Algeria: why the manhunt isn’t over

ALGIERS, Algeria — Ali Zawi has been tracking Mokhtar Belmokhtar, the one-eyed, Al Qaeda-linked militant who masterminded the deadly attack on Algeria’s In Amenas gas field in January, since 1995.

Nearly two decades later, Zawi’s hunt — which he started when he was a paramilitary soldier pursuing Islamist militants during Algeria’s civil war — might finally be over.

According to the Chadian army, which is fighting extremist groups with French forces in northern Mali, Belmokhtar was killed there in a firefight on Saturday. Along with fellow countryman and high-level militant, Abdel Hamid Abu Zeid — also reportedly killed last week — Belmokthar’s death would mark the biggest blow to Al Qaeda in the Islamic Maghreb (AQIM) in its history.

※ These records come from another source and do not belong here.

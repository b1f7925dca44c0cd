//! Dense least-squares via faer's SVD.
//!
//! The refinement-coefficient solve is the only dense linear algebra in the
//! crate. The systems are tiny (order+1 square), but the pseudoinverse path
//! keeps the solve well defined even when the shape-function matrix is rank
//! deficient.

use dyn_stack::{MemBuffer, MemStack};
use faer::diag::Diag;
use faer::linalg::svd::{self, ComputeSvdVectors};
use faer::{get_global_parallelism, Mat};
use ndarray::{Array2, ArrayView2};
use thiserror::Error;

#[derive(Debug, Error, Clone, PartialEq, Eq)]
pub enum LinalgError {
    #[error("SVD failed to converge.")]
    SvdNoConvergence,
}

/// Minimum-norm least-squares solution of `a * x = b` through the SVD
/// pseudoinverse. Singular values below `eps * max(rows, cols) * s_max` are
/// treated as zero.
pub fn svd_least_squares(
    a: ArrayView2<'_, f64>,
    b: ArrayView2<'_, f64>,
) -> Result<Array2<f64>, LinalgError> {
    let (rows, cols) = a.dim();
    let mat = Mat::from_fn(rows, cols, |i, j| a[[i, j]]);

    let mut singular = Diag::<f64>::zeros(rows.min(cols));
    let mut u = Mat::<f64>::zeros(rows, rows);
    let mut v = Mat::<f64>::zeros(cols, cols);

    let par = get_global_parallelism();
    let mut mem = MemBuffer::new(svd::svd_scratch::<f64>(
        rows,
        cols,
        ComputeSvdVectors::Full,
        ComputeSvdVectors::Full,
        par,
        Default::default(),
    ));
    let stack = MemStack::new(&mut mem);

    svd::svd(
        mat.as_ref(),
        singular.as_mut(),
        Some(u.as_mut()),
        Some(v.as_mut()),
        par,
        stack,
        Default::default(),
    )
    .map_err(|_| LinalgError::SvdNoConvergence)?;

    let k = rows.min(cols);
    let singular_mat = singular.column_vector().as_mat();
    let singular_values: Vec<f64> = (0..k).map(|i| singular_mat[(i, 0)]).collect();
    let s_max = singular_values.iter().fold(0.0f64, |acc, &s| acc.max(s));
    let cutoff = f64::EPSILON * rows.max(cols) as f64 * s_max;

    // x = V * S^+ * U^T * b, column by column of b.
    let nrhs = b.ncols();
    let mut x = Array2::<f64>::zeros((cols, nrhs));
    for rhs in 0..nrhs {
        for (i, &s) in singular_values.iter().enumerate() {
            if s <= cutoff {
                continue;
            }
            let mut ut_b = 0.0;
            for r in 0..rows {
                ut_b += u[(r, i)] * b[[r, rhs]];
            }
            let scale = ut_b / s;
            for c in 0..cols {
                x[[c, rhs]] += v[(c, i)] * scale;
            }
        }
    }

    Ok(x)
}
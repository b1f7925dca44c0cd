//! Multilevel fit orchestration.
//!
//! The driver owns the running state of a fit: the residual values, the
//! current control-point counts, the level's control lattice (phi), and the
//! accumulated multilevel lattice (psi). Each pass over the data runs as an
//! explicit phase on a dedicated rayon pool, with the point set split into
//! contiguous ranges and the output grid into slabs of the slowest dimension.

use std::collections::BTreeMap;

use ndarray::{Array1, Array2, ArrayView1, ArrayView2, Axis};
use rayon::prelude::*;

use crate::config::{FitConfig, FitError, GridGeometry};
use crate::fit::{fit_point_range, normalize_lattice, FitJob, ParametricMap};
use crate::kernel::BSplineKernel;
use crate::lattice::Lattice;
use crate::reconstruct::{reconstruct_region, update_residual_range};
use crate::refine::{refine_lattice, refinement_coefficients};

/// The three parallel passes of a fit.
enum Phase {
    /// Scatter residuals into the control lattice of the current level.
    Fit,
    /// Subtract the current level's spline from the residual values.
    UpdateResiduals,
    /// Sample the final spline over the output grid.
    Reconstruct,
}

struct Orchestrator<'a> {
    pool: rayon::ThreadPool,
    config: &'a FitConfig,
    coords: ArrayView2<'a, f64>,
    weights: Array1<f64>,
    residuals: Array2<f64>,
    epsilon: f64,
    current_control_points: Vec<usize>,
    phi: Lattice,
    output: Option<Array2<f64>>,
    kernels: Vec<BSplineKernel>,
    residual_track: Vec<f64>,
}

impl Orchestrator<'_> {
    fn run_phase(&mut self, phase: Phase) -> Result<(), FitError> {
        match phase {
            Phase::Fit => self.run_fit(),
            Phase::UpdateResiduals => self.run_residual_update(),
            Phase::Reconstruct => {
                self.run_reconstruct();
                Ok(())
            }
        }
    }

    fn run_fit(&mut self) -> Result<(), FitError> {
        let extent = lattice_extent(self.config, &self.current_control_points);
        let map = ParametricMap::for_control_points(
            self.config,
            &self.current_control_points,
            self.epsilon,
        );
        let job = FitJob {
            coords: self.coords.view(),
            residuals: self.residuals.view(),
            weights: self.weights.view(),
            config: self.config,
            kernels: &self.kernels,
            map: &map,
            extent: &extent,
        };
        let ranges = point_ranges(self.coords.nrows(), self.config.work_units.max(1));

        let partials = self.pool.install(|| {
            ranges
                .into_par_iter()
                .map(|(start, end)| fit_point_range(&job, start, end))
                .collect::<Result<Vec<_>, FitError>>()
        })?;

        let components = self.residuals.ncols();
        let merged = partials.into_iter().fold(None, |acc, (delta, omega)| {
            match acc {
                None => Some((delta, omega)),
                Some((mut delta_sum, mut omega_sum)) => {
                    delta_sum.add_assign(&delta);
                    omega_sum.add_assign(&omega);
                    Some((delta_sum, omega_sum))
                }
            }
        });
        let (mut delta, omega) = merged
            .unwrap_or_else(|| (Lattice::zeros(&extent, components), Lattice::zeros(&extent, 1)));

        normalize_lattice(&mut delta, &omega);
        self.phi = delta;
        Ok(())
    }

    fn run_residual_update(&mut self) -> Result<(), FitError> {
        let map = ParametricMap::for_lattice(self.config, self.phi.extent(), self.epsilon);
        let ranges = point_ranges(self.coords.nrows(), self.config.work_units.max(1));

        let phi = &self.phi;
        let kernels = &self.kernels;
        let config = self.config;
        let coords = self.coords.view();

        let mut slabs = Vec::with_capacity(ranges.len());
        let mut rest = self.residuals.view_mut();
        for &(start, end) in &ranges {
            let (head, tail) = rest.split_at(Axis(0), end - start);
            slabs.push((start, head));
            rest = tail;
        }
        debug_assert_eq!(rest.nrows(), 0);

        self.pool.install(|| {
            slabs.into_par_iter().try_for_each(|(start, slab)| {
                update_residual_range(phi, config, kernels, &map, coords, slab, start)
            })
        })?;

        let residual_sum: f64 = self.residuals.iter().map(|v| v * v).sum();
        self.residual_track.push(residual_sum);
        Ok(())
    }

    fn run_reconstruct(&mut self) {
        let config = self.config;
        let d = config.dimensions();
        let size = &config.geometry.size;
        let total: usize = size.iter().product();
        let plane: usize = size[..d - 1].iter().product();
        let slow = size[d - 1];
        let units = self.config.work_units.max(1).min(slow);
        let chunk = slow.div_ceil(units);

        let map = ParametricMap::for_lattice(config, self.phi.extent(), self.epsilon);
        let mut out = Array2::<f64>::zeros((total, self.phi.components()));

        {
            let phi = &self.phi;
            let kernels = &self.kernels;
            let mut slabs = Vec::with_capacity(units);
            let mut rest = out.view_mut();
            let mut z = 0;
            while z < slow {
                let z_end = (z + chunk).min(slow);
                let (head, tail) = rest.split_at(Axis(0), (z_end - z) * plane);
                slabs.push(((z, z_end), head));
                rest = tail;
                z = z_end;
            }
            debug_assert_eq!(rest.nrows(), 0);

            self.pool.install(|| {
                slabs.into_par_iter().for_each(|((z0, z1), slab)| {
                    reconstruct_region(phi, config, kernels, &map, (z0, z1), slab);
                });
            });
        }

        self.output = Some(out);
    }
}

/// Split `n` points into contiguous ranges, one per work unit. The last
/// range absorbs the remainder.
fn point_ranges(n: usize, units: usize) -> Vec<(usize, usize)> {
    let per_unit = n / units;
    (0..units)
        .map(|i| {
            let start = i * per_unit;
            let end = if i + 1 == units { n } else { start + per_unit };
            (start, end)
        })
        .collect()
}

fn lattice_extent(config: &FitConfig, control_points: &[usize]) -> Vec<usize> {
    control_points
        .iter()
        .zip(&config.spline_order)
        .zip(&config.close_dimension)
        .map(|((&c, &o), &closed)| if closed { c - o } else { c })
        .collect()
}

/// Epsilon used for boundary snapping in parametric space. An explicit
/// override is taken as-is; otherwise the tolerance is widened until it is
/// representable against the largest span count of the fit.
fn working_epsilon(config: &FitConfig) -> f64 {
    if let Some(epsilon) = config.epsilon {
        return epsilon;
    }
    let mut max_spans = 0usize;
    for i in 0..config.dimensions() {
        let spans = (config.control_points[i] - config.spline_order[i])
            << (config.levels[i] - 1);
        max_spans = max_spans.max(spans);
    }
    let mut epsilon = 100.0 * f64::EPSILON;
    while max_spans as f64 - epsilon == max_spans as f64 {
        epsilon *= 10.0;
    }
    epsilon
}

/// Physical geometry of the fitted control lattice: the parametric domain of
/// the output grid, re-expressed over the lattice's cells.
fn derive_lattice_geometry(config: &FitConfig, extent: &[usize]) -> GridGeometry {
    let d = config.dimensions();
    let mut spacing = vec![0.0; d];
    let mut local_origin = Array1::<f64>::zeros(d);
    for i in 0..d {
        let domain = config.geometry.spacing[i] * (config.geometry.size[i] - 1) as f64;
        let mut spans = extent[i];
        if !config.close_dimension[i] {
            spans -= config.spline_order[i];
        }
        spacing[i] = domain / spans as f64;
        local_origin[i] = -0.5 * spacing[i] * (config.spline_order[i] as f64 - 1.0);
    }
    let rotated = config.geometry.direction.dot(&local_origin);
    let origin: Vec<f64> = rotated
        .iter()
        .zip(&config.geometry.origin)
        .map(|(r, o)| r + o)
        .collect();
    GridGeometry {
        size: extent.to_vec(),
        spacing,
        origin,
        direction: config.geometry.direction.clone(),
    }
}

/// Dense samples of the fitted spline over the configured output grid, one
/// row per grid cell with dimension 0 varying fastest.
#[derive(Clone, Debug)]
pub struct SampledGrid {
    pub geometry: GridGeometry,
    pub values: Array2<f64>,
}

impl SampledGrid {
    /// Value vector at a grid index.
    pub fn value(&self, index: &[usize]) -> ArrayView1<'_, f64> {
        let mut n = 0;
        let mut stride = 1;
        for (i, &e) in self.geometry.size.iter().enumerate() {
            n += index[i] * stride;
            stride *= e;
        }
        self.values.row(n)
    }
}

/// The fitted control lattice and its physical placement.
#[derive(Clone, Debug)]
pub struct ControlLattice {
    pub geometry: GridGeometry,
    pub lattice: Lattice,
}

#[derive(Clone, Debug)]
pub struct FitOutput {
    /// Present unless the fit ran with `generate_output` disabled.
    pub grid: Option<SampledGrid>,
    pub lattice: ControlLattice,
    /// Sum of squared residual values before the fit and after each level
    /// transition. Non-increasing for a well-posed fit.
    pub residual_sum_squares: Vec<f64>,
}

/// Fit a multilevel B-spline to scattered, optionally weighted, vector-valued
/// data.
///
/// `coords` holds one physical point per row, `data` the value vector
/// observed at that point. Points must lie inside the domain spanned by the
/// configured output grid. When `weights` is `None` every point counts
/// equally.
pub fn fit_scattered<'a>(
    coords: ArrayView2<'a, f64>,
    data: ArrayView2<'_, f64>,
    weights: Option<ArrayView1<'_, f64>>,
    config: &'a FitConfig,
) -> Result<FitOutput, FitError> {
    config.validate()?;
    let d = config.dimensions();
    let n = coords.nrows();
    if coords.ncols() != d {
        return Err(FitError::DimensionMismatch {
            name: "point coordinates",
            expected: d,
            found: coords.ncols(),
        });
    }
    if data.nrows() != n {
        return Err(FitError::PointDataCountMismatch {
            points: n,
            values: data.nrows(),
        });
    }
    if let Some(w) = &weights {
        if w.len() != n {
            return Err(FitError::WeightCountMismatch {
                weights: w.len(),
                points: n,
            });
        }
    }

    let pool = rayon::ThreadPoolBuilder::new()
        .num_threads(config.work_units.max(1))
        .build()
        .map_err(|e| FitError::ThreadPool(e.to_string()))?;

    let weights = weights
        .map(|w| w.to_owned())
        .unwrap_or_else(|| Array1::ones(n));
    let residuals = data.to_owned();
    let initial_residual: f64 = residuals.iter().map(|v| v * v).sum();
    let kernels: Vec<BSplineKernel> = config
        .spline_order
        .iter()
        .map(|&o| BSplineKernel::new(o))
        .collect();
    let extent = lattice_extent(config, &config.control_points);

    log::debug!(
        "fitting {} points ({} components) over a {:?} grid",
        n,
        data.ncols(),
        config.geometry.size
    );

    let mut orchestrator = Orchestrator {
        pool,
        config,
        coords,
        weights,
        residuals,
        epsilon: working_epsilon(config),
        current_control_points: config.control_points.clone(),
        phi: Lattice::zeros(&extent, data.ncols()),
        output: None,
        kernels,
        residual_track: vec![initial_residual],
    };

    orchestrator.run_phase(Phase::Fit)?;

    let max_levels = config.levels.iter().copied().max().unwrap_or(1);
    if max_levels > 1 {
        let mut masks_by_order = BTreeMap::new();
        for &order in &config.spline_order {
            if !masks_by_order.contains_key(&order) {
                masks_by_order.insert(order, refinement_coefficients(order)?);
            }
        }
        let coefficients: Vec<Array2<f64>> = config
            .spline_order
            .iter()
            .map(|order| masks_by_order[order].clone())
            .collect();

        let mut psi = Lattice::zeros(orchestrator.phi.extent(), data.ncols());
        for level in 1..max_levels {
            orchestrator.run_phase(Phase::UpdateResiduals)?;
            psi.add_assign(&orchestrator.phi);
            psi = refine_lattice(
                &psi,
                config,
                &orchestrator.current_control_points,
                level,
                &coefficients,
            );
            for i in 0..d {
                if level < config.levels[i] {
                    orchestrator.current_control_points[i] =
                        2 * orchestrator.current_control_points[i] - config.spline_order[i];
                }
            }
            log::debug!(
                "level {}: control points {:?}, residual sum of squares {:.6e}",
                level,
                orchestrator.current_control_points,
                orchestrator
                    .residual_track
                    .last()
                    .copied()
                    .unwrap_or(f64::NAN)
            );
            orchestrator.run_phase(Phase::Fit)?;
        }
        psi.add_assign(&orchestrator.phi);
        orchestrator.phi = psi;
    }

    if config.generate_output {
        orchestrator.run_phase(Phase::Reconstruct)?;
    }

    let Orchestrator {
        phi,
        output,
        residual_track,
        ..
    } = orchestrator;

    let lattice_geometry = derive_lattice_geometry(config, phi.extent());
    let grid = output.map(|values| SampledGrid {
        geometry: config.geometry.clone(),
        values,
    });

    Ok(FitOutput {
        grid,
        lattice: ControlLattice {
            geometry: lattice_geometry,
            lattice: phi,
        },
        residual_sum_squares: residual_track,
    })
}
//! Turning composited pixel buffers into displayable images.

use crate::buffer::PixelBuffer;
use crate::error::FrameError;
use image::RgbaImage;
use std::sync::Arc;

/// Converts a composited pixel buffer into a renderable image handle.
///
/// Materialization runs on the decode thread (it may block on a GPU context
/// handoff) and must never assume a GPU context is available: when it is
/// not, implementations are expected to degrade to a CPU-backed image rather
/// than fail. GPU-resident backends express their handle via the associated
/// `Image` type.
pub trait ImageMaterializer: Send + Sync {
    type Image: Send + 'static;

    fn materialize(&self, buffer: PixelBuffer) -> Result<Self::Image, FrameError>;
}

/// A CPU-backed renderable image: premultiplied RGBA8 pixels wrapped in an
/// [`image::RgbaImage`], cheaply cloneable for handoff to a renderer.
#[derive(Clone, Debug)]
pub struct CpuImage {
    image: Arc<RgbaImage>,
}

impl CpuImage {
    pub fn width(&self) -> u32 {
        self.image.width()
    }

    pub fn height(&self) -> u32 {
        self.image.height()
    }

    pub fn as_rgba(&self) -> &RgbaImage {
        &self.image
    }
}

/// The always-available fallback materializer. Produces [`CpuImage`]s and
/// never touches a GPU context.
#[derive(Clone, Copy, Debug, Default)]
pub struct CpuMaterializer;

impl ImageMaterializer for CpuMaterializer {
    type Image = CpuImage;

    fn materialize(&self, buffer: PixelBuffer) -> Result<CpuImage, FrameError> {
        let (width, height) = (buffer.width(), buffer.height());
        let image = RgbaImage::from_raw(width, height, buffer.into_vec()).ok_or_else(|| {
            FrameError::Materialize(format!(
                "pixel buffer does not match declared dimensions {width}x{height}"
            ))
        })?;
        Ok(CpuImage { image: Arc::new(image) })
    }
}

The still unconfirmed killings will likely do little to jeopardize an American campaign to put Algeria at the center of its expanding counter-terror operations in the increasingly volatile Sahel region. But the deaths of two of the most high-profile Algerian militants will certainly have implications for the country’s decades-long fight against armed Islamist groups at home.

“The deaths of these two — it doesn’t mean our battle against the terrorists will stop,” said Zawi, who now works as a plainclothes counter-terror agent, and whose region-wide intelligence gathering on Islamist networks is sanctioned by the government. AQIM is the product of an armed Algerian group that sprung up in the 1990s. “There will always be someone there to replace them,” he said.

Both Belmokhtar and Abu Zeid are currently under US government sanctions after vowing attacks against Western interests, including the US. And in the wake of the assault on In Amenas earlier this year, American officials had intensified pressure on Algerian security forces to share intelligence on the transnational militant networks run by Belmokhtar and Abu Zeid and that they see as a growing threat.

Still, even with the two high-profile fighters dead, Algeria has one of the largest and most able armies on the continent — a military force the US believes should be used to battle Sahel-based militants or train other armies in the region.

In exchange, the US is offering the Algerian government access to US-made, high-tech surveillance technology. Former Algerian officials and military officers say it is likely Algeria will allow the US to fly drones over its vast and porous desert border with Mali, where the militants travel unmolested. The US would then pass the information on to their Algerian counterparts.

“It is mostly the Americans that are pushing for this cooperation” with Algerian security forces, said retired Algerian army colonel, Mohamed Chafik Mesbah.

“Right now, the cooperation is quite limited. But they can use our human intelligence — our networks in the field and among the populations,” he said. “And we can use [the Americans’] technology, like the drones.”

Like Zawi, Mesbah says the extremist groups that operate in Mali and even inside Algeria are not yet defeated.

In fact, an internal, AQIM power struggle to replace Belmokhtar and Abu Zeid — who held rival deputy commander positions in the Sahara and Sahel regions — could set-off even more violence.

Belmokhtar reportedly maintained a rivalry with another Al Qaeda commander in Timbuktu, Algerian militant Yahya Abu Al Hammam. Belmokhtar was said to have staged the In Amenas attack to upstage his internal competitors.

“There is a risk that the violence will move in a more permanent way across the border — both in the short-term and in the longterm,” Mesbah said.

It may even reach as far north as Algeria’s Kabilye mountains, the birthplace of the radical Islamist movement that later morphed into AQIM.

AQIM’s emir, Abdel Malek Droukdel, is still based amid Kabilye’s olive groves. Last month, the Algerian army killed 12 of his followers in an operation in the village of Timezrit and that locals say is ongoing.

More from GlobalPost: Al Qaeda in Africa, an in-depth series

Unlike his counterparts in northern Mali, Droukdel remained steadfast in the northern mountains in the face of frequent military assaults.

“In the city, there is good security. Outside, there are bombs on the roads and there are attacks,” said Lamine, a 65-year-old resident of the area’s provincial capital, Boumerdes. He did not want to give his full name.

“The terrorists, they set up checkpoints and people are afraid,” he said. “We don’t know when or from where they are coming.”

If Belmokhtar and Abu Zaid are in fact dead, Droukdel will be tasked with appointing their successors. Al Hammam, Belmokhtar’s rival and newly designated as a terrorist by the US government, is the favorite to be promoted, Zawi says.

Al Hammam’s brigade is said to be holding French hostages captured in Mali last year.

“He is very dangerous and he still has the power,” Zawi said of Droukdel. “And Hammam, he is a criminal. With a dirty background.”